Jumilla is a small red wine produced in the Spanish region of Murcia. Situated between the Mediterranean coast and the sun-soaked plains of La Mancha, the small DO of Jumilla is blessed with a unique and interesting terroir.
The cultivation of vines dates back to ancient civilisations; the Iberians took advantage of Jumilla’s favourable grape growing conditions, then the Greeks, and later the Romans. Not far away, in Hellín (Albacete), the Mundo river flows, providing a modest cooling influence. At the end of nineteenth century the expansion of Jumilla wines was due to the preservation of the area from phyloxera. This situation helped Jumilla wines to be sold at the European markets while their vineyards were recovering from phyloxera effects.
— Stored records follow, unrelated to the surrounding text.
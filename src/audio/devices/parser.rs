// Device privacy XML parser
//
// Produces the `PrivacyType -> rows` map consumed by
// `AudioDeviceManager::on_xml_parsing_completed`. Unknown names are
// reported as errors so that a typo never silently drops a device class.

use std::collections::HashMap;
use std::path::Path;

use quick_xml::events::{BytesStart, Event};
use quick_xml::Reader;
use tracing::{info, warn};

use super::privacy::DevicePrivacyInfo;
use crate::audio::types::{DeviceCategory, DeviceRoleFlags, DeviceType, DeviceUsage, PrivacyType};
use crate::error::{PolicyError, Result};

pub type PrivacyMap = HashMap<PrivacyType, Vec<DevicePrivacyInfo>>;

/// Parser for `audio_device_privacy` documents
#[derive(Debug, Default)]
pub struct AudioDeviceParser;

impl AudioDeviceParser {
    pub fn new() -> Self {
        Self
    }

    /// Read and parse a privacy file from disk
    pub fn parse_file(&self, path: &Path) -> Result<PrivacyMap> {
        let xml = std::fs::read_to_string(path).map_err(|source| PolicyError::Io {
            path: path.to_path_buf(),
            source,
        })?;
        let map = self.parse_str(&xml)?;
        info!(
            "Loaded device privacy table from {}: {} privacy, {} public rows",
            path.display(),
            map.get(&PrivacyType::Privacy).map_or(0, Vec::len),
            map.get(&PrivacyType::Public).map_or(0, Vec::len)
        );
        Ok(map)
    }

    /// Parse a privacy document held in memory
    pub fn parse_str(&self, xml: &str) -> Result<PrivacyMap> {
        let mut reader = Reader::from_str(xml);
        reader.config_mut().trim_text(true);

        let mut map: PrivacyMap = HashMap::new();
        let mut current: Option<PrivacyType> = None;
        let mut buf = Vec::new();

        loop {
            match reader.read_event_into(&mut buf) {
                Ok(Event::Start(ref e)) | Ok(Event::Empty(ref e)) => match e.name().as_ref() {
                    b"privacy_type" => {
                        let name = required_attribute(e, "privacy_type", "name")?;
                        current = Some(parse_privacy_type(&name)?);
                    }
                    b"device" => match current {
                        Some(privacy_type) => {
                            let row = parse_device(e)?;
                            crate::device_debug!(
                                "Privacy row {:?}: {:?} role={:?} usage={:?} category={:?}",
                                privacy_type,
                                row.device_type,
                                row.device_role,
                                row.device_usage,
                                row.device_category
                            );
                            map.entry(privacy_type).or_default().push(row);
                        }
                        None => warn!("Ignoring <device> outside of <privacy_type>"),
                    },
                    _ => {}
                },
                Ok(Event::End(ref e)) => {
                    if e.name().as_ref() == b"privacy_type" {
                        current = None;
                    }
                }
                Ok(Event::Eof) => break,
                Err(e) => return Err(PolicyError::Xml(e.to_string())),
                _ => {}
            }
            buf.clear();
        }

        if map.values().all(Vec::is_empty) {
            return Err(PolicyError::EmptyTable);
        }
        Ok(map)
    }
}

fn attribute(e: &BytesStart<'_>, key: &str) -> Result<Option<String>> {
    for attr in e.attributes() {
        let attr = attr.map_err(|err| PolicyError::Xml(err.to_string()))?;
        if attr.key.as_ref() == key.as_bytes() {
            let value = attr
                .unescape_value()
                .map_err(|err| PolicyError::Xml(err.to_string()))?;
            return Ok(Some(value.into_owned()));
        }
    }
    Ok(None)
}

fn required_attribute(
    e: &BytesStart<'_>,
    element: &'static str,
    key: &'static str,
) -> Result<String> {
    attribute(e, key)?.ok_or(PolicyError::MissingAttribute {
        element,
        attribute: key,
    })
}

fn parse_privacy_type(name: &str) -> Result<PrivacyType> {
    match name.trim() {
        "privacy" => Ok(PrivacyType::Privacy),
        "public" => Ok(PrivacyType::Public),
        other => Err(PolicyError::UnknownValue {
            kind: "privacy type",
            value: other.to_string(),
        }),
    }
}

fn parse_device(e: &BytesStart<'_>) -> Result<DevicePrivacyInfo> {
    let type_name = required_attribute(e, "device", "type")?;
    let device_type =
        DeviceType::from_config_name(&type_name).ok_or_else(|| PolicyError::UnknownValue {
            kind: "device type",
            value: type_name.clone(),
        })?;

    let device_role = parse_roles(&required_attribute(e, "device", "role")?)?;
    let device_usage = parse_usages(&required_attribute(e, "device", "usage")?)?;
    let device_category = match attribute(e, "category")? {
        Some(value) => parse_categories(&value)?,
        None => DeviceCategory::CATEGORY_DEFAULT,
    };

    Ok(DevicePrivacyInfo {
        device_name: attribute(e, "name")?.unwrap_or(type_name),
        device_type,
        device_role,
        device_usage,
        device_category,
    })
}

fn parse_roles(value: &str) -> Result<DeviceRoleFlags> {
    let mut roles = DeviceRoleFlags::empty();
    for part in value.split(',').map(str::trim).filter(|p| !p.is_empty()) {
        roles |= match part {
            "input" => DeviceRoleFlags::INPUT,
            "output" => DeviceRoleFlags::OUTPUT,
            other => {
                return Err(PolicyError::UnknownValue {
                    kind: "device role",
                    value: other.to_string(),
                })
            }
        };
    }
    Ok(roles)
}

fn parse_usages(value: &str) -> Result<DeviceUsage> {
    let mut usage = DeviceUsage::empty();
    for part in value.split(',').map(str::trim).filter(|p| !p.is_empty()) {
        usage |= match part {
            "media" => DeviceUsage::MEDIA,
            "voice" => DeviceUsage::VOICE,
            "recognition" => DeviceUsage::RECOGNITION,
            "all" => DeviceUsage::ALL_USAGE,
            other => {
                return Err(PolicyError::UnknownValue {
                    kind: "device usage",
                    value: other.to_string(),
                })
            }
        };
    }
    Ok(usage)
}

fn parse_categories(value: &str) -> Result<DeviceCategory> {
    let mut category = DeviceCategory::CATEGORY_DEFAULT;
    for part in value.split('|').map(str::trim).filter(|p| !p.is_empty()) {
        category |= DeviceCategory::from_config_name(part).ok_or_else(|| {
            PolicyError::UnknownValue {
                kind: "device category",
                value: part.to_string(),
            }
        })?;
    }
    Ok(category)
}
Throughout Spain producers can articulate the use of pre-phylloxera vines with the term Pie Franco. Although it is forbidden to plant new vines with ungrafted rootstocks, there are still a number of very old vineyards left. Casa Castillo and Ego Bodegas use the term Pie Franco to indicate wines produced exclusively with pre-phylloxera vines.
Altitude is important in Jumilla, as is the myriad of soils that can be found in the appellation. Typically, the area is characterised by poor, infertile soils with a high levels of limestone. Such soil of course is suitable for varieties such as Monastrell and Syrah and the wines are full bodied with deep colour and concentration of fruit.
Monastrell is the key grape variety found in Jumilla. In the 1970s and 80s there was a big trend toward planting international grapes such as Cabernet Sauvignon and Syrah and these are now found as straight varietal wines or as part of a blend. Some producers seek to represent this heritage by partnering the traditional grapes of the region and so it is fairly common to find Monastrell and Cabernet Sauvignon blends.